Les auteurs du projet de loi semblent donner raison a posteriori à ces détracteurs du fait de l'économie de leur projet mais de manière plus précise avec la proposition de mettre sur pied une commission de médiation élue par le Grand Conseil et qui aurait pour mission d'instruire les plaintes des clients et serait dotée pour ce faire, je cite, «d'un pouvoir d'investigation total à l'intérieur de la banque». Cela pourrait bien être compris comme la volonté d'abandonner le secret bancaire à la Banque cantonale et inquiéter les clients.
Je ne souhaite pas, dans le cadre de ce débat, porter de jugement sur la nécessité de poser des limites accrues à l'activité de la banque dans le but d'avoir en elle un instrument au service de l'intérêt général. Reste que la méthode ne convient pas et que laisser croire aujourd'hui qu'une banque publique fonctionne selon d'autres règles que les règles usuelles au domaine de la banque touche à la crédibilité et à la confiance des usagers dans la banque.

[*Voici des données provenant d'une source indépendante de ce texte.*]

pub mod auth;
pub mod cors;

pub use auth::{require_admin, AdminAuth};
pub use cors::cors_layer;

Enfin, Mesdames et Messieurs, le Conseil d'Etat et les partis politiques se sont tout récemment engagés à élargir la palette des sensibilités politiques présentes au conseil d'administration de la banque et à y désigner des personnes qui aient toutes les qualités requises. On peut se demander pourquoi s'être donné la peine de trois mois de bagarres et de discussions pour composer un conseil d'administration équilibré et apte à décider des options d'avenir de la banque, si ce n'est pour témoigner aussi peu de confiance à l'égard de ce même conseil qui voit ses compétences se rétrécir sérieusement.
Voyez-vous, ce qui me chagrine, c'est le fait que ce type de démarche a encouragé le lancement d'un référendum contre la loi concernant la composition du conseil d'administration et qu'elle a alimenté et alimentera l'argumentaire de la soi-disant neutralité politique de l'actuel conseil d'administration alors que la nouvelle composition prévue, parce que plus équilibrée, serait elle affreusement politisée.
Vous aurez compris, Mesdames et Messieurs les députés, que ce projet de loi ne rencontre pas l'agrément du Conseil d'Etat. (Applaudissements.)
Ce projet est renvoyé à la commission des finances.